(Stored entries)
________

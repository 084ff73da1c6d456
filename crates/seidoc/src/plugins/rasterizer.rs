//! Page rasterizer plugin trait.

use crate::Result;
use crate::plugins::Plugin;
use async_trait::async_trait;
use image::DynamicImage;

/// Renders individual PDF pages to images for OCR.
#[async_trait]
pub trait PageRasterizer: Plugin {
    /// Number of pages the document has.
    async fn page_count(&self, pdf_bytes: &[u8]) -> Result<usize>;

    /// Render one page. `page_number` is 1-based.
    async fn render_page(&self, pdf_bytes: &[u8], page_number: usize, dpi: u32) -> Result<DynamicImage>;
}
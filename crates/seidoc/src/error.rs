//! Error types for seidoc.
//!
//! **System errors MUST always bubble up unchanged:**
//! - `SeidocError::Io` (from `std::io::Error`) - file system and subprocess spawn failures
//!
//! **Application errors are wrapped with context:**
//! - `Parsing` - PDF structure errors, undecodable engine output
//! - `Validation` - invalid configuration or parameters
//! - `Ocr` - OCR and rasterization failures
//! - `Retrieval` - a browser step failed; carries the step and selector
//! - `ExtractionExhausted` - neither digital text nor OCR produced anything
//!
//! Identifier rejections are not errors: an identifier that fails its checksum
//! is simply absent from the record.
use crate::retrieval::RetrievalError;
use thiserror::Error;

/// Result type alias using `SeidocError`.
pub type Result<T> = std::result::Result<T, SeidocError>;

/// Main error type for all seidoc operations.
#[derive(Debug, Error)]
pub enum SeidocError {
    #[error("IO error: {0}")]
    Io(#[from] std::io::Error),

    #[error("Parsing error: {message}")]
    Parsing {
        message: String,
        #[source]
        source: Option<Box<dyn std::error::Error + Send + Sync>>,
    },

    #[error("OCR error: {message}")]
    Ocr {
        message: String,
        #[source]
        source: Option<Box<dyn std::error::Error + Send + Sync>>,
    },

    #[error("Validation error: {message}")]
    Validation {
        message: String,
        #[source]
        source: Option<Box<dyn std::error::Error + Send + Sync>>,
    },

    #[error("Image processing error: {message}")]
    ImageProcessing {
        message: String,
        #[source]
        source: Option<Box<dyn std::error::Error + Send + Sync>>,
    },

    #[error("Serialization error: {message}")]
    Serialization {
        message: String,
        #[source]
        source: Option<Box<dyn std::error::Error + Send + Sync>>,
    },

    #[error("No text could be extracted from '{filename}' (digital and OCR both empty)")]
    ExtractionExhausted { filename: String },

    #[error("{stage} timed out after {seconds} seconds")]
    Timeout { stage: String, seconds: u64 },

    #[error(transparent)]
    Retrieval(#[from] RetrievalError),

    #[error("Secret sealing error: {0}")]
    Sealing(String),

    #[error("Missing dependency: {0}")]
    MissingDependency(String),

    #[error("Plugin error in '{plugin_name}': {message}")]
    Plugin { message: String, plugin_name: String },

    #[error("{0}")]
    Other(String),
}

impl From<serde_json::Error> for SeidocError {
    fn from(err: serde_json::Error) -> Self {
        SeidocError::Serialization {
            message: err.to_string(),
            source: Some(Box::new(err)),
        }
    }
}

impl From<crate::pdf::error::PdfError> for SeidocError {
    fn from(err: crate::pdf::error::PdfError) -> Self {
        SeidocError::Parsing {
            message: err.to_string(),
            source: Some(Box::new(err)),
        }
    }
}

impl From<crate::ocr::error::OcrError> for SeidocError {
    fn from(err: crate::ocr::error::OcrError) -> Self {
        SeidocError::Ocr {
            message: err.to_string(),
            source: Some(Box::new(err)),
        }
    }
}

impl From<image::ImageError> for SeidocError {
    fn from(err: image::ImageError) -> Self {
        SeidocError::ImageProcessing {
            message: err.to_string(),
            source: Some(Box::new(err)),
        }
    }
}

macro_rules! error_constructor {
    ($name:ident, $with_source:ident, $variant:ident) => {
        #[doc = concat!("Create a ", stringify!($variant), " error")]
        pub fn $name<S: Into<String>>(message: S) -> Self {
            Self::$variant {
                message: message.into(),
                source: None,
            }
        }

        #[doc = concat!("Create a ", stringify!($variant), " error with source")]
        pub fn $with_source<S: Into<String>, E: std::error::Error + Send + Sync + 'static>(
            message: S,
            source: E,
        ) -> Self {
            Self::$variant {
                message: message.into(),
                source: Some(Box::new(source)),
            }
        }
    };
}

impl SeidocError {
    error_constructor!(parsing, parsing_with_source, Parsing);
    error_constructor!(ocr, ocr_with_source, Ocr);
    error_constructor!(validation, validation_with_source, Validation);
    error_constructor!(image_processing, image_processing_with_source, ImageProcessing);
    error_constructor!(serialization, serialization_with_source, Serialization);

    pub fn timeout<S: Into<String>>(stage: S, seconds: u64) -> Self {
        Self::Timeout {
            stage: stage.into(),
            seconds,
        }
    }

    /// True when neither extraction strategy produced text.
    pub fn is_exhausted(&self) -> bool {
        matches!(self, Self::ExtractionExhausted { .. })
    }
}
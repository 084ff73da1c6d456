//! CPF (Cadastro de Pessoas Físicas) check-digit validation and formatting.

use super::{all_same, digits_of};

pub const CPF_LEN: usize = 11;

/// Validate a CPF in any punctuation. Non-digits are ignored.
pub fn validate_cpf(input: &str) -> bool {
    let digits = digits_of(input);
    if digits.len() != CPF_LEN || all_same(&digits) {
        return false;
    }

    (9..CPF_LEN).all(|position| check_digit(&digits[..position]) == digits[position])
}

/// Weights run from `len + 1` down to 2 over the preceding digits.
fn check_digit(preceding: &[u8]) -> u8 {
    let weight_start = preceding.len() as u32 + 1;
    let sum: u32 = preceding
        .iter()
        .enumerate()
        .map(|(j, d)| u32::from(*d) * (weight_start - j as u32))
        .sum();

    match (sum * 10) % 11 {
        10 => 0,
        remainder => remainder as u8,
    }
}

/// `NNN.NNN.NNN-NN` when the input has exactly 11 digits, otherwise the input unchanged.
pub fn format_cpf(input: &str) -> String {
    let digits: String = input.chars().filter(char::is_ascii_digit).collect();
    if digits.len() != CPF_LEN {
        return input.to_string();
    }
    format!("{}.{}.{}-{}", &digits[0..3], &digits[3..6], &digits[6..9], &digits[9..11])
}
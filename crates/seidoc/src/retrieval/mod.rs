//! Authenticated download of a process PDF from the SEI portal.
//!
//! The [`RetrievalOrchestrator`] drives a [`BrowserSession`] through
//! login, search, preview, generate and download. Every step has its own
//! deadline and failures carry the step and the selector involved.

pub mod driver;
pub mod orchestrator;
pub mod portal;
pub mod sealing;
#[cfg(feature = "webdriver")]
pub mod webdriver;

pub use driver::{BrowserSession, DriverResult};
pub use orchestrator::RetrievalOrchestrator;
pub use portal::{BrowserConfig, PortalConfig, PortalSelectors, PortalTimeouts, Selector};
pub use sealing::{Credentials, EphemeralSealer, SealedSecret, SecretSealer};
#[cfg(feature = "webdriver")]
pub use webdriver::WebDriverSession;

use std::fmt;
use thiserror::Error;

/// Stages of a retrieval, in execution order.
#[derive(Debug, Clone, Copy, PartialEq, Eq, Hash)]
pub enum RetrievalStep {
    Login,
    Search,
    Preview,
    Generate,
    Download,
}

impl fmt::Display for RetrievalStep {
    fn fmt(&self, f: &mut fmt::Formatter<'_>) -> fmt::Result {
        let name = match self {
            RetrievalStep::Login => "login",
            RetrievalStep::Search => "search",
            RetrievalStep::Preview => "preview",
            RetrievalStep::Generate => "generate",
            RetrievalStep::Download => "download",
        };
        f.write_str(name)
    }
}

/// What went wrong inside a step.
#[derive(Debug, Clone, PartialEq, Eq, Error)]
pub enum RetrievalFailure {
    #[error("timed out after {0} seconds")]
    Timeout(u64),

    #[error("element not found")]
    ElementMissing,

    #[error("browser driver error: {0}")]
    Driver(String),

    #[error("credentials unusable: {0}")]
    Credentials(String),
}

#[derive(Debug, Clone, PartialEq, Eq, Error)]
#[error("retrieval {} step failed ({}): {}", .step, .selector.as_deref().unwrap_or("no selector"), .kind)]
pub struct RetrievalError {
    pub step: RetrievalStep,
    pub selector: Option<String>,
    pub kind: RetrievalFailure,
}

impl RetrievalError {
    pub fn new(step: RetrievalStep, selector: Option<&str>, kind: RetrievalFailure) -> Self {
        Self {
            step,
            selector: selector.map(str::to_string),
            kind,
        }
    }

    pub fn is_timeout(&self) -> bool {
        matches!(self.kind, RetrievalFailure::Timeout(_))
    }
}
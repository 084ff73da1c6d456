//! Failures reading the digital text layer.

use thiserror::Error;

#[derive(Debug, Clone, Error)]
pub enum PdfError {
    #[error("Invalid PDF: {0}")]
    InvalidPdf(String),
    #[error("PDF is password-protected")]
    PasswordRequired,
    #[error("PDF has no pages")]
    EmptyDocument,
    #[error("I/O error reading PDF: {0}")]
    Io(String),
}

impl From<lopdf::Error> for PdfError {
    fn from(err: lopdf::Error) -> Self {
        match err {
            lopdf::Error::IO(io_err) => PdfError::Io(io_err.to_string()),
            other => PdfError::InvalidPdf(other.to_string()),
        }
    }
}

pub type Result<T> = std::result::Result<T, PdfError>;
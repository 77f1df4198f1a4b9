//! chanfetch transport: HTTP-style request/response correlation over a single
//! bidirectional message channel.
//!
//! A [`TransportClient`] turns `fetch` calls into request envelopes and awaits
//! the matching answer; a [`TransportServer`] turns request envelopes into
//! [`EmulatedRequest`]/[`EmulatedResponse`] pairs for a handler. Several
//! clients and servers can share one channel, partitioned by instance id.

pub mod channel;
pub mod client;
pub mod config;
pub mod correlation;
pub mod error;
pub mod fetch;
pub mod headers;
pub mod instance;
pub mod logging;
pub mod protocol;
pub mod request;
pub mod response;
pub mod server;

pub use channel::{Channel, MemoryChannel, MessageHandler, Subscription};
pub use client::TransportClient;
pub use config::TransportConfig;
pub use correlation::{CorrelationManager, CorrelationStats, PendingReply};
pub use error::{RemoteError, Result, TransportError};
pub use fetch::{FetchOptions, FetchResponse};
pub use headers::Headers;
pub use instance::{generate_instance_id, InstanceFilter, Role};
pub use logging::{init_logging, LogLevel};
pub use protocol::{Envelope, ErrorEnvelope, Method, RequestEnvelope, ResponseEnvelope};
pub use request::{BodyEvent, EmulatedRequest};
pub use response::{EmulatedResponse, FinishKind, ResponseState};
pub use server::{HandlerFuture, RequestHandler, ServerState, ServerStats, TransportServer};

________

- [Problem to work on]: What lines above hold the word "plugins"? List them all.

- [Your response]:
filename crates/seidoc/src/plugins/rasterizer.rs
use crate::plugins::Plugin;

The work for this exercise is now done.